* [What to produce]
Every line in the material below that includes "threshold" should be copied.

☆ ☆ ☆ ☆ ☆

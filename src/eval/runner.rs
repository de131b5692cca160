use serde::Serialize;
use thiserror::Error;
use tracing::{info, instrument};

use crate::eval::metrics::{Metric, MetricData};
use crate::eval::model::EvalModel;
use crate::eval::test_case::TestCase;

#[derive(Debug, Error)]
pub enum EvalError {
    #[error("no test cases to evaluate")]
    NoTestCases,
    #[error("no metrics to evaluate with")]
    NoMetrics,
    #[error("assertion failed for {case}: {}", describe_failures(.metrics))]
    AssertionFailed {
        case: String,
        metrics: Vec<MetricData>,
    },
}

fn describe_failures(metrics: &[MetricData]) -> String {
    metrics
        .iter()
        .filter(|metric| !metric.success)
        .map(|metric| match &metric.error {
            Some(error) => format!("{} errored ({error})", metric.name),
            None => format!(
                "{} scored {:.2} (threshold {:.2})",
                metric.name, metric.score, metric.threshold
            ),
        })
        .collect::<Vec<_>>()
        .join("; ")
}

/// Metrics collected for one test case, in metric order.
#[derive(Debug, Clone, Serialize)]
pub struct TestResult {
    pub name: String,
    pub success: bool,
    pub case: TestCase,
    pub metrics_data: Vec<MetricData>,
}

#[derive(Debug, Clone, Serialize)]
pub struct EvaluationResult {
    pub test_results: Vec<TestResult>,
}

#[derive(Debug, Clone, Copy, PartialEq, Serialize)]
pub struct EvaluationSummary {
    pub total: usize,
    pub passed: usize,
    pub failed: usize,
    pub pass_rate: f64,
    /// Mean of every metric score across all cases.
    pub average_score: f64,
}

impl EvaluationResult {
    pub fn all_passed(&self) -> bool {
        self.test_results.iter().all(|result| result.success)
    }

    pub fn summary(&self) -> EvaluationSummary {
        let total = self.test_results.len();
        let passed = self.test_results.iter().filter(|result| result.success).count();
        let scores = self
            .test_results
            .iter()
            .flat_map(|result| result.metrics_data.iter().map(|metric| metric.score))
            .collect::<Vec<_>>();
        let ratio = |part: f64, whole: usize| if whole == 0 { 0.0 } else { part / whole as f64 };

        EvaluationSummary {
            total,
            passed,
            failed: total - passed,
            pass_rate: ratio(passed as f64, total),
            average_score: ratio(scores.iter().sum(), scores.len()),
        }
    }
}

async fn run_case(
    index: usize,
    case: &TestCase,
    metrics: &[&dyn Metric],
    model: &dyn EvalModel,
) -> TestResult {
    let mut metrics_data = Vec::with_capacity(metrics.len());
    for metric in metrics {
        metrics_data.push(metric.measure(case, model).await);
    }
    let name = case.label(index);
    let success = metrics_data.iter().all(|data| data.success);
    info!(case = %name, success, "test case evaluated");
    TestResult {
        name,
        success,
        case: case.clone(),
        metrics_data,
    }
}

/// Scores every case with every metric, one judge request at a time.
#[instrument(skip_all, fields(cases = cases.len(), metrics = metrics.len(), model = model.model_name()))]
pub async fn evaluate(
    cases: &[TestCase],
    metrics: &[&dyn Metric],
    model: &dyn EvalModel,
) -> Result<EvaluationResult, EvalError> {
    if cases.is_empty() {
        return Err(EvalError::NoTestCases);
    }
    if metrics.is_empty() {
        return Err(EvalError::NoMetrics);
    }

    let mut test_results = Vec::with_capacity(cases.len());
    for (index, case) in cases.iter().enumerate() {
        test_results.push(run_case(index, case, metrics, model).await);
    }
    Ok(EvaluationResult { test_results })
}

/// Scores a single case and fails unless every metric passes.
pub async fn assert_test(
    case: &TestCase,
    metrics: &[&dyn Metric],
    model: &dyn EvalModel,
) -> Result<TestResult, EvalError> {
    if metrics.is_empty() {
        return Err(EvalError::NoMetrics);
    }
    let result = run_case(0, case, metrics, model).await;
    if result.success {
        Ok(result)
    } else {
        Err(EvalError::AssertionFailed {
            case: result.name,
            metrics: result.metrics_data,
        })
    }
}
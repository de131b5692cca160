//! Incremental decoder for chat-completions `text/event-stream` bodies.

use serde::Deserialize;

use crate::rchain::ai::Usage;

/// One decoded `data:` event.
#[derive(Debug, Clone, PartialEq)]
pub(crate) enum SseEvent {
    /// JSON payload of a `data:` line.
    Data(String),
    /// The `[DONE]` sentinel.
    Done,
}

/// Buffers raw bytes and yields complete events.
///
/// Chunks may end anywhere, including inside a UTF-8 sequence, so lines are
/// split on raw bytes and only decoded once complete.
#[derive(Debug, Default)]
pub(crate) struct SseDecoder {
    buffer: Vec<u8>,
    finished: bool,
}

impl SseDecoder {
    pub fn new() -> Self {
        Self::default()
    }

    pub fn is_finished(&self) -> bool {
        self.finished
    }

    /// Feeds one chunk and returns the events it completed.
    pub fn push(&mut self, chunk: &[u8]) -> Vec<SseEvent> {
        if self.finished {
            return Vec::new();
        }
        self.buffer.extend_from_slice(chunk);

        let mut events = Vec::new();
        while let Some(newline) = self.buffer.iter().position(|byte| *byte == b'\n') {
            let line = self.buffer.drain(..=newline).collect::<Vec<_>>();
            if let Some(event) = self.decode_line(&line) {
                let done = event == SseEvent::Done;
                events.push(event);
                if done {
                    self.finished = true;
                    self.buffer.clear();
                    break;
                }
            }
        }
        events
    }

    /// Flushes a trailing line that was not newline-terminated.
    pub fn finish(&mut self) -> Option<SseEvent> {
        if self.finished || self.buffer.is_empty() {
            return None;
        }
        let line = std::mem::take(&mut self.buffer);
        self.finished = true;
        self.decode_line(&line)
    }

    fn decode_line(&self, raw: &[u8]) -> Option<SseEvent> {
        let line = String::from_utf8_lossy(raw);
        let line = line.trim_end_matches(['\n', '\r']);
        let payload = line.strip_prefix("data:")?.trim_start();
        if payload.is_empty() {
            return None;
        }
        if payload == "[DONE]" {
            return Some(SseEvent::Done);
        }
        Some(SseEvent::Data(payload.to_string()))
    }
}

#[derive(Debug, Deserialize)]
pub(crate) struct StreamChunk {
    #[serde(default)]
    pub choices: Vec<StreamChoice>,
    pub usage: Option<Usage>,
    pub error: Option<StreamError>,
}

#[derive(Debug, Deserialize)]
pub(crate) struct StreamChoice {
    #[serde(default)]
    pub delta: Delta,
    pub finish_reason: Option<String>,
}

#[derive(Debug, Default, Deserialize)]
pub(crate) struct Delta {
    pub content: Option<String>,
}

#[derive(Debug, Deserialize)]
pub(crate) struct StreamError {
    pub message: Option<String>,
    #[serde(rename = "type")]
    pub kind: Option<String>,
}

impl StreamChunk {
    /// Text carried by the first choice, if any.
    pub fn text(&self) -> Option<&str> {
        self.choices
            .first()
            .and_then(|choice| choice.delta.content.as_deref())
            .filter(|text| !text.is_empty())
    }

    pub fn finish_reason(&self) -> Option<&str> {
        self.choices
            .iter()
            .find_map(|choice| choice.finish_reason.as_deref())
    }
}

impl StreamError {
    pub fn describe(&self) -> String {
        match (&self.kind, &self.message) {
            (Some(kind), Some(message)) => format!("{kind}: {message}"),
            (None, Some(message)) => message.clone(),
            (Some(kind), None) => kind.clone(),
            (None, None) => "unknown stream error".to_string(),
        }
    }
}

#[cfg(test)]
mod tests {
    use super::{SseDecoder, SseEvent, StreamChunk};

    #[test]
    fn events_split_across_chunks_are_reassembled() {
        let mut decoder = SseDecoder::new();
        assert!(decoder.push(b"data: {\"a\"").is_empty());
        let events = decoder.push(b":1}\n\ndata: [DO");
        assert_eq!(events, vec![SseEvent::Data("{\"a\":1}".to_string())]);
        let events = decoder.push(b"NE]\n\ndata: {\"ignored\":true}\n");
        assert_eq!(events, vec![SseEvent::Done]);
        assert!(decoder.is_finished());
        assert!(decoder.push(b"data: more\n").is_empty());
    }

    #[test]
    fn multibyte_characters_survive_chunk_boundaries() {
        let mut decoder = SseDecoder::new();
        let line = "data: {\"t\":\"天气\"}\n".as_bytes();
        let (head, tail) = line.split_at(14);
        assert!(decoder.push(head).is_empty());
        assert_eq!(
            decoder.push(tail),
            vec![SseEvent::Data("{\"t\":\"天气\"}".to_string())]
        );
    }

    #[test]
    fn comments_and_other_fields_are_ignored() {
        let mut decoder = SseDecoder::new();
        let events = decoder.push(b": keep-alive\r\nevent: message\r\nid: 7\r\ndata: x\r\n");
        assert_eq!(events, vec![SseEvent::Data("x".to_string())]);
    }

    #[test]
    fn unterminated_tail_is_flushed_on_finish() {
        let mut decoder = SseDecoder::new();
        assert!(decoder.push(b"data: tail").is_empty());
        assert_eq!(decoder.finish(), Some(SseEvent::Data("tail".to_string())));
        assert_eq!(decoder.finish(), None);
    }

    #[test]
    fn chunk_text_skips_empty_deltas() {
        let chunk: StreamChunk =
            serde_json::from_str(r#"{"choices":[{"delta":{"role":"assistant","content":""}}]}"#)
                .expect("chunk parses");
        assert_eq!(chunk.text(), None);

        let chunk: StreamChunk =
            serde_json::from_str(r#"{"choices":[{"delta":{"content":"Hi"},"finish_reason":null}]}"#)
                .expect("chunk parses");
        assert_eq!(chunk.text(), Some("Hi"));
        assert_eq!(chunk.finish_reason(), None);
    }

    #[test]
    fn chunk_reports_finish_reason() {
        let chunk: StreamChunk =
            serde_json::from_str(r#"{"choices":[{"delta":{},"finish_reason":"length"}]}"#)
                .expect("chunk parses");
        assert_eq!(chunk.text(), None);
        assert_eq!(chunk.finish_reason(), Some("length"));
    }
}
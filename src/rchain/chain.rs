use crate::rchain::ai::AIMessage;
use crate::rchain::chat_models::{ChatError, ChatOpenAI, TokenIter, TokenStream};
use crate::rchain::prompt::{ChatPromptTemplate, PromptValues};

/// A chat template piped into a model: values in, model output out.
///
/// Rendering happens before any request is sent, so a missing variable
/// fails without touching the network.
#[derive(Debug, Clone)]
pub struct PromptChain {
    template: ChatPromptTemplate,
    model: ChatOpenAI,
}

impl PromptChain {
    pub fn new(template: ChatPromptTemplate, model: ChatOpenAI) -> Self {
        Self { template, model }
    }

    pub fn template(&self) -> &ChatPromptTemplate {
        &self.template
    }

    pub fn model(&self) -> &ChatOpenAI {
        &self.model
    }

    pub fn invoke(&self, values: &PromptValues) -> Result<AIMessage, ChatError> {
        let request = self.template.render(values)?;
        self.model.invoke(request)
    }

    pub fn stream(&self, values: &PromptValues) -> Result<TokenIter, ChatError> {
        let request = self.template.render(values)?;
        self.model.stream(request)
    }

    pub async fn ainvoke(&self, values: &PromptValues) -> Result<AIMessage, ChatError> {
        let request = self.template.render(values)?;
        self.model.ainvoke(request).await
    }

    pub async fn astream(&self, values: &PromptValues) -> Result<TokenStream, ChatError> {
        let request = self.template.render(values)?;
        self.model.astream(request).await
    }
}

☆ ☆ ☆ ☆ ☆

* [Answer to this exercise]
                "{} scored {:.2} (threshold {:.2})",
                metric.name, metric.score, metric.threshold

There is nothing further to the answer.